Pramoedya Ananta Toer

"kau pribumi terpelajar! Kalau mereka itu, pribumi itu, tidak terpelajar, kau harus bikin mereka jadi terpelajar. Kau harus, harus, harus bicara pada mereka, dengan bahasa yang mereka tahu"

Sabtu, 29 Desember 2012

Identitas bahasa

29 Desember 2012,
Belum juga selesai membaca "Garis Batas" milik Agustinus Wibowo, sabtu ini ia masih terbaca di Bishkek-Kyrgyzstan. Pecahan raksasa Uni Soviet. Sedang membahas masalah bahasa, tentu sesuai dengan judul bukunya "garis batas" dimana setiap orang membawa "garis batas" yang kita kenal dengan istilah 'identitas' dan bahasa disini menjadi suatu identitas atau salah satu "garis batas" yang memisahkan orang yang satu dengan orang yang lain.
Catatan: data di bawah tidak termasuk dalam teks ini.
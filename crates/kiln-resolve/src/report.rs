//! Human-readable diagnostics for failed resolutions and soft warnings.

use crate::materialize::Warning;
use crate::metadata::Dependency;
use crate::solver::{Explanation, Fix, ModRef};

/// Versions as they appear in a report; aliases name their real identifier
fn describe_present(target: &str, present: &[ModRef]) -> String {
    present
        .iter()
        .map(|m| {
            if m.identifier == target {
                m.version.to_string()
            } else {
                format!("{} (provided by '{}')", m.version, m.identifier)
            }
        })
        .collect::<Vec<_>>()
        .join(", ")
}

/// One sentence about a dependency of `source` and what is actually present
pub fn describe_dependency(source: &ModRef, dependency: &Dependency, present: &[ModRef]) -> String {
    let head = format!(
        "Mod {} {} {} of '{}'",
        source,
        dependency.kind.description(),
        dependency.predicate.describe(),
        dependency.target
    );

    if dependency.kind.is_positive() {
        if present.is_empty() {
            format!("{}, which is missing!", head)
        } else {
            format!(
                "{}, but only the wrong version is present: {}!",
                head,
                describe_present(&dependency.target, present)
            )
        }
    } else {
        format!(
            "{}, but {} is present!",
            head,
            describe_present(&dependency.target, present)
        )
    }
}

fn describe_fix(fix: &Fix) -> Vec<String> {
    let mut lines = vec!["A potential solution has been determined:".to_string()];

    for addition in &fix.additions {
        lines.push(format!(
            "  - Install '{}', version {}.",
            addition.id, addition.version
        ));
    }
    for replacement in &fix.replacements {
        lines.push(format!(
            "  - Replace {} with version {}.",
            replacement.old, replacement.new.version
        ));
    }
    for removal in &fix.removals {
        lines.push(format!("  - Remove mod {}.", removal));
    }

    lines
}

/// Multi-line report for an unresolvable mod set
pub fn describe_failure(explanations: &[Explanation], fix: Option<&Fix>) -> String {
    let mut lines = vec!["Unable to resolve the mod set:".to_string()];

    if explanations.is_empty() {
        lines.push("  - The mods contradict each other, but no single dependency is to blame.".to_string());
    }
    for explanation in explanations {
        lines.push(format!(
            "  - {}",
            describe_dependency(&explanation.source, &explanation.dependency, &explanation.present)
        ));
    }

    match fix {
        Some(fix) if !fix.is_empty() => lines.extend(describe_fix(fix)),
        _ => lines.push("No potential solution could be determined.".to_string()),
    }

    lines.join("\n")
}

/// One line per warning, empty if there are none
pub fn describe_warnings(warnings: &[Warning]) -> String {
    warnings
        .iter()
        .map(|w| format!("  - {}", w))
        .collect::<Vec<_>>()
        .join("\n")
}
Kemarin sebelum berangkat Sholat Jum'at, TV one mengangkat tema "Madura mendunia" dengan mengundang dua orang nara sumber (mau saya tulis tokoh masyarakat tapi saya kok ya tidak kenal) pada program acara "coffee break". Saya jarang nonton tivi jadi ya kurang begitu mengerti, kebetulan saja pas itu rumah lagi sepi, dan saya punya kesempatan lihat acara TV one.
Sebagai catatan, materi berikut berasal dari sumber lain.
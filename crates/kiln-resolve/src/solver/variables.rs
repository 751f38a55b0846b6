use std::collections::HashMap;

use super::rule::Literal;
use crate::candidate::CandidateId;

/// What a solver variable stands for
#[derive(Debug, Clone, PartialEq, Eq, Hash)]
pub enum DomainVar {
    /// The candidate is selected
    Candidate(CandidateId),
    /// A recommendation on this identifier is allowed to go unmet
    OptionalDep(String),
    /// A hard dependency edge is switched off (failure analysis only)
    DisableDep { source: CandidateId, index: usize },
    /// A synthetic mod is added (fix search only)
    Add(usize),
    /// A root candidate is removed (fix search only)
    Remove(CandidateId),
}

/// Bidirectional mapping between domain variables and solver variables
#[derive(Debug, Default)]
pub struct VarMap {
    vars: Vec<DomainVar>,
    lookup: HashMap<DomainVar, Literal>,
}

impl VarMap {
    pub fn new() -> Self {
        Self::default()
    }

    /// Positive literal of a domain variable, allocating it on first use
    pub fn var(&mut self, domain: DomainVar) -> Literal {
        if let Some(&literal) = self.lookup.get(&domain) {
            return literal;
        }
        self.vars.push(domain.clone());
        let literal = self.vars.len() as Literal;
        self.lookup.insert(domain, literal);
        literal
    }

    /// Positive literal of an already allocated variable
    pub fn get(&self, domain: &DomainVar) -> Option<Literal> {
        self.lookup.get(domain).copied()
    }

    pub fn len(&self) -> usize {
        self.vars.len()
    }

    /// Variables with their positive literal, in allocation order
    pub fn iter(&self) -> impl Iterator<Item = (Literal, &DomainVar)> {
        self.vars.iter().enumerate().map(|(i, v)| (i as Literal + 1, v))
    }
}

#[cfg(test)]
mod tests {
    use super::*;

    #[test]
    fn test_allocation_is_stable() {
        let mut vars = VarMap::new();
        let a = vars.var(DomainVar::Candidate(CandidateId(7)));
        let b = vars.var(DomainVar::OptionalDep("lib".into()));
        assert_eq!(a, 1);
        assert_eq!(b, 2);
        assert_eq!(vars.var(DomainVar::Candidate(CandidateId(7))), 1);
        assert_eq!(vars.get(&DomainVar::OptionalDep("lib".into())), Some(2));
        assert_eq!(vars.get(&DomainVar::Add(0)), None);
        assert_eq!(vars.iter().map(|(l, _)| l).collect::<Vec<_>>(), vec![1, 2]);
    }
}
Dalam percakapan itu masyarakat Madura ingin kebudayaannya dikenal keseluruh dunia, tentu bukan perkara yang mudah. Dari menarik minat wisatawan untuk berkunjung ke pulau yang terapung di sebelah Jawa Timur tersebut, hingga proses komersialisasi produk budaya.
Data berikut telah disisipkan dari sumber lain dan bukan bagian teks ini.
//! Deterministic priority order over all candidates.
//!
//! Higher priority first: roots before nested candidates, then identifier,
//! then descending version, ascending depth and finally the priority of the
//! best parent. Identifiers that overlap through aliases are ranked together
//! so that the identifier whose versions win the pairwise comparisons comes
//! first. A local float-up pass corrects what that ranking misses.
//!
//! The order only feeds solver preferences; it never overrides a constraint.

use std::cmp::{Ordering, Reverse};
use std::collections::{BTreeMap, BTreeSet, HashMap, HashSet};

use kiln_semver::Version;

use crate::candidate::{CandidateId, CandidateRecord, CandidateStore};

/// How far a candidate may float up past overlapping predecessors
pub const FLOAT_UP_LIMIT: usize = 16;

#[derive(Debug, Clone, PartialEq, Eq, PartialOrd, Ord)]
struct SortKey {
    nested: bool,
    identifier_rank: usize,
    version: Reverse<Version>,
    depth: u32,
    parent: Option<Box<SortKey>>,
    location: String,
}

/// Minimal union-find over identifier strings
struct Components {
    parent: HashMap<String, String>,
}

impl Components {
    fn new() -> Self {
        Self {
            parent: HashMap::new(),
        }
    }

    fn find(&mut self, key: &str) -> String {
        let mut root = key.to_string();
        while let Some(next) = self.parent.get(&root) {
            if *next == root {
                break;
            }
            root = next.clone();
        }
        self.parent.insert(key.to_string(), root.clone());
        root
    }

    fn union(&mut self, a: &str, b: &str) {
        let ra = self.find(a);
        let rb = self.find(b);
        if ra != rb {
            // Smaller representative keeps the result independent of insertion order
            let (keep, drop) = if ra < rb { (ra, rb) } else { (rb, ra) };
            self.parent.insert(drop, keep);
        }
    }
}

/// Check if two candidates share any provided identifier
pub fn overlaps(a: &CandidateRecord, b: &CandidateRecord) -> bool {
    a.provided_keys().any(|k| b.provides(k))
}

/// Rank every primary identifier
fn rank_identifiers(store: &CandidateStore) -> BTreeMap<String, usize> {
    let mut components = Components::new();
    let mut identifiers: BTreeSet<String> = BTreeSet::new();

    for record in store.iter() {
        identifiers.insert(record.identifier().to_string());
        for alias in record.aliases() {
            components.union(record.identifier(), alias);
        }
    }

    // Signed sum of version comparisons against every overlapping candidate
    let mut scores: HashMap<&str, i64> = HashMap::new();
    for group in store.groups() {
        let members: Vec<&CandidateRecord> =
            group.members().iter().filter_map(|&m| store.get(m)).collect();
        for a in &members {
            for b in &members {
                if a.identifier() == b.identifier() {
                    continue;
                }
                let delta = match a.version().cmp(b.version()) {
                    Ordering::Greater => 1,
                    Ordering::Less => -1,
                    Ordering::Equal => 0,
                };
                *scores.entry(a.identifier()).or_default() += delta;
            }
        }
    }

    let mut component_min: HashMap<String, String> = HashMap::new();
    for id in &identifiers {
        let root = components.find(id);
        component_min.entry(root).or_insert_with(|| id.clone());
    }

    let mut ranked: Vec<(String, i64, String)> = identifiers
        .iter()
        .map(|id| {
            let root = components.find(id);
            let min = component_min.get(&root).cloned().unwrap_or_else(|| id.clone());
            (min, scores.get(id.as_str()).copied().unwrap_or(0), id.clone())
        })
        .collect();
    ranked.sort_by(|a, b| a.0.cmp(&b.0).then(b.1.cmp(&a.1)).then(a.2.cmp(&b.2)));

    ranked
        .into_iter()
        .enumerate()
        .map(|(rank, (_, _, id))| (id, rank))
        .collect()
}

struct KeyBuilder<'a> {
    store: &'a CandidateStore,
    ranks: BTreeMap<String, usize>,
    memo: HashMap<CandidateId, SortKey>,
    visiting: HashSet<CandidateId>,
}

impl KeyBuilder<'_> {
    fn key(&mut self, id: CandidateId) -> Option<SortKey> {
        if let Some(key) = self.memo.get(&id) {
            return Some(key.clone());
        }
        let record = self.store.get(id)?;
        if !self.visiting.insert(id) {
            return None;
        }

        let parents = record.parents.clone();
        let parent = parents
            .into_iter()
            .filter_map(|p| self.key(p))
            .min()
            .map(Box::new);

        let key = SortKey {
            nested: !record.is_root(),
            identifier_rank: self.ranks.get(record.identifier()).copied().unwrap_or(usize::MAX),
            version: Reverse(record.version().clone()),
            depth: record.depth,
            parent,
            location: record.location.canonical_key(),
        };

        self.visiting.remove(&id);
        self.memo.insert(id, key.clone());
        Some(key)
    }
}

/// Order all candidates by descending priority
pub fn sort_candidates(store: &CandidateStore) -> Vec<CandidateId> {
    let mut builder = KeyBuilder {
        store,
        ranks: rank_identifiers(store),
        memo: HashMap::new(),
        visiting: HashSet::new(),
    };

    let mut keyed: Vec<(SortKey, CandidateId)> = store
        .ids()
        .filter_map(|id| builder.key(id).map(|key| (key, id)))
        .collect();
    keyed.sort();

    let mut order: Vec<CandidateId> = keyed.into_iter().map(|(_, id)| id).collect();
    float_up(store, &mut order);
    order
}

/// Move candidates ahead of overlapping predecessor blocks with lower versions.
///
/// A block is a maximal run of one identifier. The move never passes a
/// candidate of the same identifier, never crosses the root/nested boundary
/// and never travels more than [`FLOAT_UP_LIMIT`] positions.
fn float_up(store: &CandidateStore, order: &mut Vec<CandidateId>) {
    for i in 1..order.len() {
        let Some(current) = store.get(order[i]) else {
            continue;
        };

        let mut target = i;
        while target > 0 {
            let Some(previous) = store.get(order[target - 1]) else {
                break;
            };
            if previous.identifier() == current.identifier() || previous.is_root() != current.is_root() {
                break;
            }

            let mut start = target - 1;
            while start > 0
                && store
                    .get(order[start - 1])
                    .is_some_and(|r| r.identifier() == previous.identifier())
            {
                start -= 1;
            }
            if i - start > FLOAT_UP_LIMIT {
                break;
            }

            let block: Vec<&CandidateRecord> =
                order[start..target].iter().filter_map(|&id| store.get(id)).collect();
            let overlapping = block.iter().any(|r| overlaps(r, current));
            let max_version = block.iter().map(|r| r.version()).max();
            if !overlapping || max_version.is_some_and(|v| v >= current.version()) {
                break;
            }
            target = start;
        }

        if target < i {
            let id = order.remove(i);
            order.insert(target, id);
        }
    }
}
use std::fmt;
use std::time::Duration;

use thiserror::Error;

use crate::solver::ResolutionFailure;

/// A fatal problem with the discovered mod set.
///
/// These abort resolution: a silently ignored bad identifier would otherwise
/// surface later as an inexplicable dependency mismatch.
#[derive(Error, Debug, Clone, PartialEq, Eq)]
pub enum ConfigError {
    #[error("Mod at {location} has invalid identifier \"{id}\"")]
    InvalidIdentifier { id: String, location: String },

    #[error("Mod \"{id}\" at {location} provides invalid identifier \"{alias}\"")]
    InvalidAlias { id: String, alias: String, location: String },

    #[error("Malformed mod descriptor at {location}: {reason}")]
    MalformedDescriptor { location: String, reason: String },

    #[error("Mod \"{id}\" is present more than once: version {first} at {first_location} and version {second} at {second_location}")]
    DuplicateRoot {
        id: String,
        first: String,
        first_location: String,
        second: String,
        second_location: String,
    },
}

/// A localized, non-fatal failure while reading one discovery item
#[derive(Debug, Clone, PartialEq, Eq)]
pub struct DiscoveryFailure {
    /// Canonical location of the item
    pub location: String,
    /// What went wrong
    pub reason: String,
}

impl DiscoveryFailure {
    pub fn new(location: impl Into<String>, reason: impl Into<String>) -> Self {
        Self {
            location: location.into(),
            reason: reason.into(),
        }
    }
}

impl fmt::Display for DiscoveryFailure {
    fn fmt(&self, f: &mut fmt::Formatter<'_>) -> fmt::Result {
        write!(f, "{}: {}", self.location, self.reason)
    }
}

fn join_errors(errors: &[ConfigError]) -> String {
    errors
        .iter()
        .map(|e| format!("  - {}", e))
        .collect::<Vec<_>>()
        .join("\n")
}

/// Errors that end the discovery phase
#[derive(Error, Debug)]
pub enum DiscoveryError {
    #[error("Invalid mod configuration:\n{}", join_errors(.0))]
    Configuration(Vec<ConfigError>),

    #[error("Mod discovery did not finish within {0:?}")]
    Timeout(Duration),
}

/// The solver ran out of time before proving an answer
#[derive(Error, Debug, Clone, Copy, PartialEq, Eq)]
#[error("Mod resolution did not finish within {0:?}")]
pub struct SolverTimeout(pub Duration);

#[derive(Error, Debug)]
pub enum ResolveError {
    #[error(transparent)]
    Discovery(#[from] DiscoveryError),

    #[error("{0}")]
    Unresolvable(Box<ResolutionFailure>),

    #[error(transparent)]
    SolverTimeout(#[from] SolverTimeout),

    #[error("IO error: {0}")]
    Io(#[from] std::io::Error),

    #[error("Resolver task failed: {0}")]
    Task(#[from] tokio::task::JoinError),
}

pub type Result<T> = std::result::Result<T, ResolveError>;

#[cfg(test)]
mod tests {
    use super::*;

    #[test]
    fn test_configuration_error_lists_every_problem() {
        let error = DiscoveryError::Configuration(vec![
            ConfigError::InvalidIdentifier {
                id: "Bad".to_string(),
                location: "mods/bad.jar".to_string(),
            },
            ConfigError::MalformedDescriptor {
                location: "mods/broken.jar".to_string(),
                reason: "expected value".to_string(),
            },
        ]);

        let message = error.to_string();
        assert!(message.contains("\"Bad\""));
        assert!(message.contains("mods/broken.jar"));
        assert_eq!(message.lines().count(), 3);
    }

    #[test]
    fn test_timeouts_are_distinct() {
        let discovery = DiscoveryError::Timeout(Duration::from_secs(30));
        let solver = ResolveError::from(SolverTimeout(Duration::from_secs(10)));

        assert!(discovery.to_string().contains("discovery"));
        assert!(solver.to_string().contains("resolution"));
        assert!(matches!(solver, ResolveError::SolverTimeout(_)));
    }
}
Pernah beberapa kali saya berkunjung ke Madura, ayah saya asalnya dari pulau tersebut jadi pas beliau kangen sama kampung halamannya saya ikut juga, tak banyak obyek wisata yang dapat saya kunjungi. Hanya beberapa saja yang menarik minat saya untuk kembali datang kesana, seperti pasar ikan dan beberapa lokasi bersejarah. Saya suka daging ikan laut dan selalu penasaran dengan sejarah. Pun banyak pula pelajar yang saya kenal, dari temen kuliah dulu sampai anak-anak Madura yang nyasar ke akun facebook saya. 

Mengenai komersialisasi produk budaya lokal dan menarik minat wisatawan mungkin akan menjadi hal yang mudah ketika masyarakatnya sendiri bangga dengan produk budayanya, dengan bangga terhadap produk budaya maka orang tak akan segan memperkenalkannya kepada orang lain, ya mengenalkan identitas budayanya. Seperti penggunaan bahasa dan upaya memperkenalkannya.

Kembali pada persoalan bahasa, jadi ujung tombak budaya dalam pertarungan global kalau boleh dibilang seperti itu. Gambarannya seperti ini: kita orang timur belajar peradaban (mau nggak mau) asalnya dari peradaban orang barat, produk budaya orang barat, nah mau tidak mau kita toh kudu belajar bahasanya dulu untuk mengoperasikan hasil peradaban orang barat tersebut.

Dengan menguasai bahasa asing, kita sama saja membuka pintu yang menjadi tapal batas antar bangsa di dunia, meskipun untuk menerobos batas wilayahnya kita masih harus berurusan dengan birokrasi dan visa, tapi dengan penguasaan bahasa kita sudah memegang satu tiket wisata. Bahasa adalah identitas bangsa.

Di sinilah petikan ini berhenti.